FIG. 7C illustrates an exemplary towing lead-in configuration 770 for long-offset streamer spread 730 of ELT survey system 700. As illustrated, long-offset streamers (not shown) of the long-offset streamer spread (not shown) are coupled to long-offset streamer vessel 728 via lead-in lines 709 and lead-in terminations 711. Lead-in terminations 711 may be coupled to or associated with spreader line 707 so as to nominally fix the lateral positions of long-offset streamers with respect to each other and with respect to a centerline of long-offset streamer vessel 728. As shown, towing lead-in configuration 770 may also include two paravanes 714 coupled to long-offset streamer vessel 728 via paravane tow lines 708. As illustrated, in order to achieve a streamer separation 735 of about 400 m, the towing lead-in configuration 770 would have a lead-in distance 704 of about 566 m. In some embodiments, lead-in distance 704 may contribute to the inline gap 724 (illustrated in FIG. 7D) between near-offset streamer spread 720 and long-offset streamer spread 730.

FIG. 7D illustrates another view of exemplary ELT survey system 700. FIG. 7D illustrates various elements of the ELT survey system 700 that may be taken into account when calculating the inline gap 724 between near-offset streamer spread 720 and long-offset streamer spread 730. Namely, to calculate the inline gap 724 in the illustrated embodiment, add the following elements:

• • Near-offset streamer spread 720 aft section: 150 m
  • Safety zone: 1000 m
  • long-offset streamer vessel 728 length: 100 m
  • lead-in distance 704: 566 m
    In the illustrated embodiment, the resulting inline gap 724 between near-offset streamer spread 720 and long-offset streamer spread 730 is about 1816 m.

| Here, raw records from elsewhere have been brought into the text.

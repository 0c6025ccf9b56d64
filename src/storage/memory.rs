//! In-memory stores
//!
//! Used by tests and by nodes that do not need to survive a restart.

use parking_lot::RwLock;
use std::collections::HashMap;

use super::stores::*;
use crate::consensus::{AcceptanceData, Block, GhostdagData};
use crate::crypto::Hash;

#[derive(Debug, Default)]
pub struct MemoryStores {
    ghostdag_data: RwLock<HashMap<Hash, GhostdagData>>,
    trusted_ghostdag_data: RwLock<HashMap<Hash, GhostdagData>>,
    acceptance_data: RwLock<HashMap<Hash, AcceptanceData>>,
    daa_scores: RwLock<HashMap<Hash, u64>>,
    daa_added_blocks: RwLock<HashMap<Hash, Vec<Hash>>>,
    blocks: RwLock<HashMap<Hash, Block>>,
    tip: RwLock<Option<Hash>>,
}

impl MemoryStores {
    pub fn new() -> Self {
        Self::default()
    }

    pub fn block_count(&self) -> usize {
        self.blocks.read().len()
    }
}

impl TipStore for MemoryStores {
    fn tip(&self) -> StoreResult<Option<Hash>> {
        Ok(*self.tip.read())
    }

    fn set_tip(&self, tip: &Hash) -> StoreResult<()> {
        *self.tip.write() = Some(*tip);
        Ok(())
    }
}

impl GhostdagDataStore for MemoryStores {
    fn get_committed_ghostdag_data(&self, hash: &Hash, is_trusted: bool) -> StoreResult<GhostdagData> {
        let (map, store) = if is_trusted {
            (&self.trusted_ghostdag_data, TRUSTED_GHOSTDAG_STORE)
        } else {
            (&self.ghostdag_data, GHOSTDAG_STORE)
        };
        map.read()
            .get(hash)
            .cloned()
            .ok_or_else(|| StoreError::not_found(store, hash))
    }

    fn insert_ghostdag_data(&self, hash: Hash, data: GhostdagData, is_trusted: bool) -> StoreResult<()> {
        let map = if is_trusted {
            &self.trusted_ghostdag_data
        } else {
            &self.ghostdag_data
        };
        map.write().insert(hash, data);
        Ok(())
    }
}

impl AcceptanceDataStore for MemoryStores {
    fn get_committed_acceptance_data(&self, hash: &Hash) -> StoreResult<AcceptanceData> {
        self.acceptance_data
            .read()
            .get(hash)
            .cloned()
            .ok_or_else(|| StoreError::not_found(ACCEPTANCE_STORE, hash))
    }

    fn insert_acceptance_data(&self, hash: Hash, data: AcceptanceData) -> StoreResult<()> {
        self.acceptance_data.write().insert(hash, data);
        Ok(())
    }
}

impl DaaBlocksStore for MemoryStores {
    fn get_committed_daa_score(&self, hash: &Hash) -> StoreResult<u64> {
        self.daa_scores
            .read()
            .get(hash)
            .copied()
            .ok_or_else(|| StoreError::not_found(DAA_SCORE_STORE, hash))
    }

    fn get_committed_daa_added_blocks(&self, hash: &Hash) -> StoreResult<Vec<Hash>> {
        self.daa_added_blocks
            .read()
            .get(hash)
            .cloned()
            .ok_or_else(|| StoreError::not_found(DAA_ADDED_STORE, hash))
    }

    fn insert_daa_data(&self, hash: Hash, daa_score: u64, daa_added_blocks: Vec<Hash>) -> StoreResult<()> {
        self.daa_scores.write().insert(hash, daa_score);
        self.daa_added_blocks.write().insert(hash, daa_added_blocks);
        Ok(())
    }
}

impl BlockStore for MemoryStores {
    fn get_committed_block(&self, hash: &Hash) -> StoreResult<Block> {
        self.blocks
            .read()
            .get(hash)
            .cloned()
            .ok_or_else(|| StoreError::not_found(BLOCK_STORE, hash))
    }

    fn insert_block(&self, block: Block) -> StoreResult<()> {
        self.blocks.write().insert(block.hash(), block);
        Ok(())
    }
}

Likewise, the overall maximum inline offset over all of the elements adds up to about 20,916 m. These measurements represent example values that may pertain to embodiments disclosed herein, and a variety of other measurements may be suitable for ELT survey systems.

FIG. 8 illustrates another exemplary ELT survey system 800 in accordance with the present disclosure. In many aspects, system 800 is configured similarly to systems 200, 400, 500, 600, 700. However, system 800 includes a long-offset streamer spread 830 having sixteen long-offset streamers 323. As illustrated, source vessel 818, near-offset streamer spread 820, and signal sources 826 represent a NAZ survey configuration, with the signal sources 826 being closer to the midline than either the port-most or starboard-most streamer 123. For example, the NAZ survey configuration may include sixteen near-offset streamers 123 (e.g., streamer lengths of about 5 km to about 12 km). The ELT survey system 800 also includes a long-offset streamer vessel 828 towing long-offset streamer spread 830. For example, the long-offset streamer spread 830 may include sixteen streamers 323 with long offsets (e.g., streamer lengths of about 5 km to about 12 km). The long-offset streamer spread 830 may have relatively sparse streamer spacing (i.e., the streamer spacing of long-offset streamer spread 830 may be no more dense than the streamer spacing of near-offset streamer spread 820). The long-offset streamers 323 of long-offset streamer spread 830 may include positioning equipment, such as acoustic transducers and/or detectors, that can be used to determine actual and/or relative positioning of the long-offset streamers 323 (e.g., via acoustic bracing). The long-offset streamer spread 830 may have a forward-most receiver (not shown) providing a minimum offset (for the long-offset streamer spread 830) of at least about 10 km, for example about 10 km to about 15 km. The long-offset streamer spread 830 may have an aft-most receiver (not shown) providing a maximum offset (for the ELT survey system 800) of at least about 20 km, such as about 20 km to about 50 km.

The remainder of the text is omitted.